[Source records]
____
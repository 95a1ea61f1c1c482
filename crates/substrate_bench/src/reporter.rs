//! Benchmark reporting
//!
//! Gantree: L5_Benchmark → Reporter
//!
//! Markdown, JSON, CSV and plain-text renderings of benchmark results.

use crate::suite::{BenchmarkResult, BenchmarkStatistics};
use serde::{Deserialize, Serialize};
use std::fmt::Write;

/// Report format
#[derive(Debug, Clone, Copy, PartialEq, Eq, Serialize, Deserialize)]
#[serde(rename_all = "snake_case")]
pub enum ReportFormat {
    /// Markdown table
    Markdown,
    /// JSON
    Json,
    /// CSV
    Csv,
    /// Plain text summary
    Text,
}

/// Benchmark reporter
/// Gantree: Reporter // 결과 리포팅
pub struct Reporter;

impl Reporter {
    // ========================================================================
    // Format Converters
    // ========================================================================

    /// Generate report in specified format
    pub fn report(results: &[BenchmarkResult], format: ReportFormat) -> String {
        match format {
            ReportFormat::Markdown => Self::to_markdown(results),
            ReportFormat::Json => Self::to_json(results),
            ReportFormat::Csv => Self::to_csv(results),
            ReportFormat::Text => Self::to_text(results),
        }
    }

    /// Convert results to Markdown table
    pub fn to_markdown(results: &[BenchmarkResult]) -> String {
        let mut output = String::new();

        writeln!(output, "# Substrate Scheduler Timing\n").unwrap();

        let stats = BenchmarkStatistics::from_results(results);
        writeln!(output, "## Summary\n").unwrap();
        writeln!(output, "- **Benchmarks**: {}", stats.count).unwrap();
        writeln!(
            output,
            "- **At Lower Bound**: {}/{}",
            stats.optimal_count, stats.count
        )
        .unwrap();
        writeln!(output, "- **Avg Gap**: {:.2} rounds", stats.avg_gap).unwrap();
        writeln!(
            output,
            "- **Budget Exceeded**: {:.1}%",
            stats.budget_exceeded_rate * 100.0
        )
        .unwrap();
        writeln!(output, "- **Total Time**: {:.2}ms\n", stats.total_time_ms).unwrap();

        writeln!(output, "## Detailed Results\n").unwrap();
        writeln!(
            output,
            "| Name | Nodes | Edges | Rounds | Bound | Gap | Iters | Budget | Time(ms) |"
        )
        .unwrap();
        writeln!(
            output,
            "|------|-------|-------|--------|-------|-----|-------|--------|----------|"
        )
        .unwrap();

        for r in results {
            writeln!(
                output,
                "| {} | {} | {} | {} | {} | {} | {} | {} | {:.3} |",
                r.name,
                r.num_nodes,
                r.num_edges,
                r.rounds,
                r.lower_bound,
                r.optimality_gap,
                r.iterations,
                if r.budget_exceeded { "✗" } else { "-" },
                r.time_ms()
            )
            .unwrap();
        }

        output
    }

    /// Convert results to JSON
    pub fn to_json(results: &[BenchmarkResult]) -> String {
        let stats = BenchmarkStatistics::from_results(results);

        let report = serde_json::json!({
            "statistics": stats,
            "results": results,
        });

        serde_json::to_string_pretty(&report).unwrap_or_else(|_| "{}".to_string())
    }

    /// Convert results to CSV
    pub fn to_csv(results: &[BenchmarkResult]) -> String {
        let mut output = String::new();

        writeln!(
            output,
            "name,n,kind,strategy,pre_mapping,nodes,edges,rounds,lower_bound,gap,iterations,budget_exceeded,time_us"
        )
        .unwrap();

        for r in results {
            writeln!(
                output,
                "{},{},{},{},{},{},{},{},{},{},{},{},{}",
                r.name,
                r.case.n,
                r.case.kind,
                r.case.strategy,
                r.case.pre_mapping,
                r.num_nodes,
                r.num_edges,
                r.rounds,
                r.lower_bound,
                r.optimality_gap,
                r.iterations,
                r.budget_exceeded,
                r.time_us
            )
            .unwrap();
        }

        output
    }

    /// Convert results to plain text summary
    pub fn to_text(results: &[BenchmarkResult]) -> String {
        let mut output = String::new();
        let stats = BenchmarkStatistics::from_results(results);

        writeln!(output, "Substrate Scheduler Timing").unwrap();
        writeln!(output, "==========================\n").unwrap();

        writeln!(output, "Summary:").unwrap();
        writeln!(output, "  Benchmarks run: {}", stats.count).unwrap();
        writeln!(output, "  At lower bound: {}", stats.optimal_count).unwrap();
        writeln!(output, "  Largest gap: {}", stats.max_gap).unwrap();
        writeln!(output, "  Slowest case: {:.3}ms", stats.max_time_ms).unwrap();
        writeln!(output, "  Total time: {:.3}ms\n", stats.total_time_ms).unwrap();

        writeln!(output, "Individual Results:").unwrap();
        for r in results {
            writeln!(
                output,
                "  {}: {} rounds (bound {}), {:.3}ms{}",
                r.name,
                r.rounds,
                r.lower_bound,
                r.time_ms(),
                if r.budget_exceeded { " [budget exceeded]" } else { "" }
            )
            .unwrap();
        }

        output
    }

    // ========================================================================
    // Specialized Reports
    // ========================================================================

    /// Compare two result sets (e.g. plain vs pre-mapped)
    pub fn comparison_report(baseline: &[BenchmarkResult], candidate: &[BenchmarkResult]) -> String {
        let mut output = String::new();

        writeln!(output, "# Substrate Scheduler Comparison\n").unwrap();

        let base = BenchmarkStatistics::from_results(baseline);
        let cand = BenchmarkStatistics::from_results(candidate);

        writeln!(output, "| Metric | Baseline | Candidate | Change |").unwrap();
        writeln!(output, "|--------|----------|-----------|--------|").unwrap();
        writeln!(
            output,
            "| Avg Gap | {:.2} | {:.2} | {:+.2} |",
            base.avg_gap,
            cand.avg_gap,
            cand.avg_gap - base.avg_gap
        )
        .unwrap();
        writeln!(
            output,
            "| At Lower Bound | {} | {} | {:+} |",
            base.optimal_count,
            cand.optimal_count,
            cand.optimal_count as i64 - base.optimal_count as i64
        )
        .unwrap();
        writeln!(
            output,
            "| Avg Time (ms) | {:.3} | {:.3} | {:+.3} |",
            base.avg_time_ms,
            cand.avg_time_ms,
            cand.avg_time_ms - base.avg_time_ms
        )
        .unwrap();

        output
    }

    /// Time and rounds per size for each family/strategy
    pub fn size_scaling_report(results: &[BenchmarkResult]) -> String {
        let mut output = String::new();

        writeln!(output, "# Size Scaling Analysis\n").unwrap();
        writeln!(output, "| N | Edges | Rounds | Time(ms) | Time/Edge(us) |").unwrap();
        writeln!(output, "|---|-------|--------|----------|---------------|").unwrap();

        let mut sorted: Vec<&BenchmarkResult> = results.iter().collect();
        sorted.sort_by_key(|r| r.case.n);

        for r in sorted {
            let per_edge = if r.num_edges == 0 {
                0.0
            } else {
                r.time_us as f64 / r.num_edges as f64
            };
            writeln!(
                output,
                "| {} | {} | {} | {:.3} | {:.2} |",
                r.case.n,
                r.num_edges,
                r.rounds,
                r.time_ms(),
                per_edge
            )
            .unwrap();
        }

        output
    }
}

// ============================================================================
// Tests
// ============================================================================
____
→ **Task prompt**:
The records above are to be copied out exactly, line for line.

→ **Task output**:
repository 95a1ea61f1c1c482
filename crates/substrate_bench/src/reporter.rs
//! Benchmark reporting
//!
//! Gantree: L5_Benchmark → Reporter
//!
//! Markdown, JSON, CSV and plain-text renderings of benchmark results.

use crate::suite::{BenchmarkResult, BenchmarkStatistics};
use serde::{Deserialize, Serialize};
use std::fmt::Write;

/// Report format
#[derive(Debug, Clone, Copy, PartialEq, Eq, Serialize, Deserialize)]
#[serde(rename_all = "snake_case")]
pub enum ReportFormat {
    /// Markdown table
    Markdown,
    /// JSON
    Json,
    /// CSV
    Csv,
    /// Plain text summary
    Text,
}

/// Benchmark reporter
/// Gantree: Reporter // 결과 리포팅
pub struct Reporter;

impl Reporter {
    // ========================================================================
    // Format Converters
    // ========================================================================

    /// Generate report in specified format
    pub fn report(results: &[BenchmarkResult], format: ReportFormat) -> String {
        match format {
            ReportFormat::Markdown => Self::to_markdown(results),
            ReportFormat::Json => Self::to_json(results),
            ReportFormat::Csv => Self::to_csv(results),
            ReportFormat::Text => Self::to_text(results),
        }
    }

    /// Convert results to Markdown table
    pub fn to_markdown(results: &[BenchmarkResult]) -> String {
        let mut output = String::new();

        writeln!(output, "# Substrate Scheduler Timing\n").unwrap();

        let stats = BenchmarkStatistics::from_results(results);
        writeln!(output, "## Summary\n").unwrap();
        writeln!(output, "- **Benchmarks**: {}", stats.count).unwrap();
        writeln!(
            output,
            "- **At Lower Bound**: {}/{}",
            stats.optimal_count, stats.count
        )
        .unwrap();
        writeln!(output, "- **Avg Gap**: {:.2} rounds", stats.avg_gap).unwrap();
        writeln!(
            output,
            "- **Budget Exceeded**: {:.1}%",
            stats.budget_exceeded_rate * 100.0
        )
        .unwrap();
        writeln!(output, "- **Total Time**: {:.2}ms\n", stats.total_time_ms).unwrap();

        writeln!(output, "## Detailed Results\n").unwrap();
        writeln!(
            output,
            "| Name | Nodes | Edges | Rounds | Bound | Gap | Iters | Budget | Time(ms) |"
        )
        .unwrap();
        writeln!(
            output,
            "|------|-------|-------|--------|-------|-----|-------|--------|----------|"
        )
        .unwrap();

        for r in results {
            writeln!(
                output,
                "| {} | {} | {} | {} | {} | {} | {} | {} | {:.3} |",
                r.name,
                r.num_nodes,
                r.num_edges,
                r.rounds,
                r.lower_bound,
                r.optimality_gap,
                r.iterations,
                if r.budget_exceeded { "✗" } else { "-" },
                r.time_ms()
            )
            .unwrap();
        }

        output
    }

    /// Convert results to JSON
    pub fn to_json(results: &[BenchmarkResult]) -> String {
        let stats = BenchmarkStatistics::from_results(results);

        let report = serde_json::json!({
            "statistics": stats,
            "results": results,
        });

        serde_json::to_string_pretty(&report).unwrap_or_else(|_| "{}".to_string())
    }

    /// Convert results to CSV
    pub fn to_csv(results: &[BenchmarkResult]) -> String {
        let mut output = String::new();

        writeln!(
            output,
            "name,n,kind,strategy,pre_mapping,nodes,edges,rounds,lower_bound,gap,iterations,budget_exceeded,time_us"
        )
        .unwrap();

        for r in results {
            writeln!(
                output,
                "{},{},{},{},{},{},{},{},{},{},{},{},{}",
                r.name,
                r.case.n,
                r.case.kind,
                r.case.strategy,
                r.case.pre_mapping,
                r.num_nodes,
                r.num_edges,
                r.rounds,
                r.lower_bound,
                r.optimality_gap,
                r.iterations,
                r.budget_exceeded,
                r.time_us
            )
            .unwrap();
        }

        output
    }

    /// Convert results to plain text summary
    pub fn to_text(results: &[BenchmarkResult]) -> String {
        let mut output = String::new();
        let stats = BenchmarkStatistics::from_results(results);

        writeln!(output, "Substrate Scheduler Timing").unwrap();
        writeln!(output, "==========================\n").unwrap();

        writeln!(output, "Summary:").unwrap();
        writeln!(output, "  Benchmarks run: {}", stats.count).unwrap();
        writeln!(output, "  At lower bound: {}", stats.optimal_count).unwrap();
        writeln!(output, "  Largest gap: {}", stats.max_gap).unwrap();
        writeln!(output, "  Slowest case: {:.3}ms", stats.max_time_ms).unwrap();
        writeln!(output, "  Total time: {:.3}ms\n", stats.total_time_ms).unwrap();

        writeln!(output, "Individual Results:").unwrap();
        for r in results {
            writeln!(
                output,
                "  {}: {} rounds (bound {}), {:.3}ms{}",
                r.name,
                r.rounds,
                r.lower_bound,
                r.time_ms(),
                if r.budget_exceeded { " [budget exceeded]" } else { "" }
            )
            .unwrap();
        }

        output
    }

    // ========================================================================
    // Specialized Reports
    // ========================================================================

    /// Compare two result sets (e.g. plain vs pre-mapped)
    pub fn comparison_report(baseline: &[BenchmarkResult], candidate: &[BenchmarkResult]) -> String {
        let mut output = String::new();

        writeln!(output, "# Substrate Scheduler Comparison\n").unwrap();

        let base = BenchmarkStatistics::from_results(baseline);
        let cand = BenchmarkStatistics::from_results(candidate);

        writeln!(output, "| Metric | Baseline | Candidate | Change |").unwrap();
        writeln!(output, "|--------|----------|-----------|--------|").unwrap();
        writeln!(
            output,
            "| Avg Gap | {:.2} | {:.2} | {:+.2} |",
            base.avg_gap,
            cand.avg_gap,
            cand.avg_gap - base.avg_gap
        )
        .unwrap();
        writeln!(
            output,
            "| At Lower Bound | {} | {} | {:+} |",
            base.optimal_count,
            cand.optimal_count,
            cand.optimal_count as i64 - base.optimal_count as i64
        )
        .unwrap();
        writeln!(
            output,
            "| Avg Time (ms) | {:.3} | {:.3} | {:+.3} |",
            base.avg_time_ms,
            cand.avg_time_ms,
            cand.avg_time_ms - base.avg_time_ms
        )
        .unwrap();

        output
    }

    /// Time and rounds per size for each family/strategy
    pub fn size_scaling_report(results: &[BenchmarkResult]) -> String {
        let mut output = String::new();

        writeln!(output, "# Size Scaling Analysis\n").unwrap();
        writeln!(output, "| N | Edges | Rounds | Time(ms) | Time/Edge(us) |").unwrap();
        writeln!(output, "|---|-------|--------|----------|---------------|").unwrap();

        let mut sorted: Vec<&BenchmarkResult> = results.iter().collect();
        sorted.sort_by_key(|r| r.case.n);

        for r in sorted {
            let per_edge = if r.num_edges == 0 {
                0.0
            } else {
                r.time_us as f64 / r.num_edges as f64
            };
            writeln!(
                output,
                "| {} | {} | {} | {:.3} | {:.2} |",
                r.case.n,
                r.num_edges,
                r.rounds,
                r.time_ms(),
                per_edge
            )
            .unwrap();
        }

        output
    }
}

// ============================================================================
// Tests
// ============================================================================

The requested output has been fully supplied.